Ms. Y wants to have a friendly banter about how she’s breastfeeding and hence won’t get pregnant. Milady. Ovulation can occur even when a woman is breastfeeding. The nursing mother should use birth control if she wishes to avoid pregnancy.

 

Mrs Z says, she doesn’t need contraception because she is only fertile on the day she is ovulating.

*facepalm*

 

Myths like these most likely arise from a lack of understanding of the female menstrual cycle. There are four major hormones involved in the menstrual cycle: follicle-stimulating hormone,  luteinizing hormone (LH), estrogen, and progesterone.

It’s a balance of these hormones that regulates ovulation, and if the egg is not fertilized, the woman has her period at the end of the menstrual cycle. This balance of hormones can be disrupted by various factors such as age, weight stress and medications, among other things. If the menstrual cycle is regular, then ovulation can occur during a window of time and CANNOT be pinpointed as having occurred on any particular day with full certainty.

 

Then there’s this wonderful couple, really wonderful. They firmly believe that the lady won’t get pregnant if they have sex standing up, or if she is on top.

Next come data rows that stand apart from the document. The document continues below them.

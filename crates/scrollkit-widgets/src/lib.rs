//! List, tab and dropdown widgets for scrollkit.

pub mod config;
pub mod drop_box;
pub mod label;
pub mod list_box;
pub mod object_list;
pub mod picture;
pub mod slider;
pub mod tabbed;

pub use config::{
    from_yaml, ConfigError, DropBoxConfig, ListBoxConfig, SliderConfig, TabbedPanelConfig,
    Validate,
};
pub use drop_box::{
    starting_position, DropBox, DropBoxList, DropBoxSelected, PopupClosed, SelectionCallback,
};
pub use label::Label;
pub use list_box::{ListBox, ListScrolled};
pub use object_list::{ItemFactory, ListItem, ObjectList};
pub use picture::Picture;
pub use slider::{ScrollSlider, SliderMoved, SliderOrientation, SliderStyle, SLIDER_THICKNESS};
pub use tabbed::TabbedPanel;
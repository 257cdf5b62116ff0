//! Virtualized list box.
//!
//! Only a fixed window of `visible_size` items exists at any time. Scrolling
//! by a single row drops the item leaving the window and builds the one
//! entering it; any larger jump rebuilds the whole window.

use crate::config::ListBoxConfig;
use crate::object_list::{ItemFactory, ListItem, ObjectList};
use crate::slider::{ScrollSlider, SliderMoved};
use scrollkit_core::{
    widget::{AccessibleRole, LayoutResult},
    Canvas, Constraints, Event, Message, Point, Rect, Size, TypeId, Widget, WidgetId,
};
use tracing::{debug, trace};

/// Message emitted when user input moved the window.
#[derive(Debug, Clone, Copy, PartialEq, Eq)]
pub struct ListScrolled {
    /// Index of the first visible item
    pub first: usize,
}

/// Scrollable list showing a window over `total` factory-built items.
pub struct ListBox {
    list: ObjectList,
    /// Visible items, front to back
    items: Vec<Box<dyn Widget>>,
    /// Identity of each visible item, parallel to `items`
    ids: Vec<WidgetId>,
    /// Index of the first visible item
    first: usize,
    /// Number of items in the whole list
    total: usize,
    /// Top-left corner of the first slot
    origin: Point,
    /// Distance between consecutive slots
    item_offset: Point,
    slider: Option<ScrollSlider>,
    active: bool,
    redraw: bool,
    test_id_value: Option<String>,
}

Dearies. Positions during sex have nothing to do with fertilization occuring or not. When a man ejaculates, the sperm are deposited well into the vagina, and by nature, will begin to move up through the cervical canal immediately after.

 

My personal favouritefacepalm. You can use plastic wrap or a balloon if you don’t have a condom.

 

I say. I SAY. How brilliant. Why not go organic and use a banana peel? Pesky plastics not good for the earth.DUH.

 

Plastic wrap and balloons are NOT FOR USE as condoms. A. They don’t fit well, B. They can easily be torn during sex.

  1. Balloons are for birthday parties, innit?

 

Condoms are tested thoroughly and specifically made to provide a good fit and good protection during sex. Please stay away from substitutes, please.